▸ **Work order**:
The string "return" appears in some lines of the entries that follow; copy each such line.

▸ **Entries supplied**:
========

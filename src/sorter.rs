//! Sort Pipeline
//!
//! Ties the pieces together for whole-file use: build a transient list from
//! the input store, sort it, flatten it into the output store.
//!
//! ## Pipeline
//! ```text
//!   input store ──build──▶ temp list ──sort──▶ temp list ──flatten──▶ output store
//!                           (temp_dir)                                    │
//!                               └──────────── removed on every path ◀─────┘
//! ```
//!
//! The output is always a new store; naming the input as the output is a
//! `Config` error.

use std::fs;
use std::io;
use std::path::{Path, PathBuf};
use std::process;
use std::time::{Duration, Instant, SystemTime, UNIX_EPOCH};

use chrono::{DateTime, Local};
use tracing::{debug, info, warn};

use crate::compare::RecordComparator;
use crate::config::{Config, SortAlgorithm};
use crate::error::{Result, SortError};
use crate::list::{build_list, flatten, FlattenOptions};
use crate::search::{search_point, search_range, MatchRange};
use crate::sort::{sort_list, verify_sorted, SortOptions};
use crate::store::RecordReader;

/// Summary of one `sort_file` call
#[derive(Debug, Clone, Copy, PartialEq)]
pub struct SortReport {
    /// Records written to the output store
    pub records: u64,
    pub algorithm: SortAlgorithm,
    /// Merge rounds or bubble passes
    pub rounds_or_passes: u64,
    pub comparisons: u64,
    pub elapsed: Duration,
}

/// File-level front end over the list, sort and search modules
pub struct ExternalSorter {
    config: Config,
}

impl ExternalSorter {
    /// Create a sorter; the config is validated here
    pub fn new(config: Config) -> Result<Self> {
        config.validate()?;
        Ok(Self { config })
    }

    pub fn config(&self) -> &Config {
        &self.config
    }

    /// Sort every record of `input` into a new store at `output`
    pub fn sort_file<C>(&self, input: &Path, output: &Path, compare: &C) -> Result<SortReport>
    where
        C: RecordComparator + ?Sized,
    {
        let started = Instant::now();
        let algorithm = self.config.algorithm;
        check_distinct(input, output)?;

        fs::create_dir_all(&self.config.temp_dir)?;
        let temp = TempList::new(&self.config.temp_dir, algorithm);

        // Step 1: build and sort; the output is untouched so far
        let mut list = build_list(input, temp.path(), self.config.record_size)?;
        let stats = sort_list(&mut list, algorithm, SortOptions::from(&self.config), compare)?;

        // Step 2: flatten; a failure leaves a partial output behind
        let options = FlattenOptions {
            strict: self.config.strict_flatten,
            sync: self.config.sync_output,
        };
        let flattened = match flatten(&mut list, output, options) {
            Ok(flattened) => flattened,
            Err(e) => {
                warn!(output = %output.display(), error = %e, "flatten failed, removing output");
                remove_if_exists(output);
                return Err(e);
            }
        };
        drop(list);

        let report = SortReport {
            records: flattened.written,
            algorithm,
            rounds_or_passes: stats.iterations,
            comparisons: stats.comparisons,
            elapsed: started.elapsed(),
        };

        info!(
            input = %input.display(),
            output = %output.display(),
            records = report.records,
            algorithm = %algorithm,
            elapsed_ms = report.elapsed.as_millis() as u64,
            "sorted record store"
        );
        Ok(report)
    }

    /// Point search over a sorted store
    pub fn search<C>(&self, sorted: &Path, key: &[u8], compare: &C) -> Result<Option<u64>>
    where
        C: RecordComparator + ?Sized,
    {
        let mut reader = RecordReader::open(sorted, self.config.record_size)?;
        search_point(&mut reader, key, compare)
    }

    /// Range search over a sorted store
    pub fn search_range<C>(&self, sorted: &Path, key: &[u8], compare: &C) -> Result<Option<MatchRange>>
    where
        C: RecordComparator + ?Sized,
    {
        let mut reader = RecordReader::open(sorted, self.config.record_size)?;
        search_range(&mut reader, key, compare)
    }

    /// First out-of-order record index in `path`, if any
    pub fn verify<C>(&self, path: &Path, compare: &C) -> Result<Option<u64>>
    where
        C: RecordComparator + ?Sized,
    {
        let mut reader = RecordReader::open(path, self.config.record_size)?;
        verify_sorted(&mut reader, compare)
    }
}

/// Conventional output name stamped with the local time,
/// e.g. `MergeSortedsales 2025-10-06 01-45.dat`
pub fn sorted_file_name(base: &str, algorithm: SortAlgorithm) -> String {
    sorted_file_name_at(base, algorithm, &Local::now())
}

/// `sorted_file_name` for a fixed timestamp
pub fn sorted_file_name_at(base: &str, algorithm: SortAlgorithm, at: &DateTime<Local>) -> String {
    format!(
        "{}Sorted{} {}.dat",
        algorithm.label(),
        base,
        at.format("%Y-%m-%d %H-%M")
    )
}

fn check_distinct(input: &Path, output: &Path) -> Result<()> {
    let same = match (fs::canonicalize(input), fs::canonicalize(output)) {
        (Ok(a), Ok(b)) => a == b,
        _ => input == output,
    };
    if same {
        return Err(SortError::Config(format!(
            "output {} is the input; sorted output must be a new file",
            output.display()
        )));
    }
    Ok(())
}

// =============================================================================
// Temporary List File
// =============================================================================

/// Owns the transient list path and removes the file when dropped
struct TempList {
    path: PathBuf,
}

impl TempList {
    fn new(dir: &Path, algorithm: SortAlgorithm) -> Self {
        let name = format!(
            "temp_{}_list_{}_{}.dat",
            algorithm.label().to_ascii_lowercase(),
            process::id(),
            unix_time().as_nanos()
        );
        Self { path: dir.join(name) }
    }

    fn path(&self) -> &Path {
        &self.path
    }
}

impl Drop for TempList {
    fn drop(&mut self) {
        remove_if_exists(&self.path);
    }
}

fn remove_if_exists(path: &Path) {
    match fs::remove_file(path) {
        Ok(()) => debug!(path = %path.display(), "removed file"),
        Err(e) if e.kind() == io::ErrorKind::NotFound => {}
        Err(e) => warn!(path = %path.display(), error = %e, "failed to remove file"),
    }
}

fn unix_time() -> Duration {
    SystemTime::now()
        .duration_since(UNIX_EPOCH)
        .unwrap_or_default()
}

========

▸ **Output**:
                return Err(e);
        return Err(SortError::Config(format!(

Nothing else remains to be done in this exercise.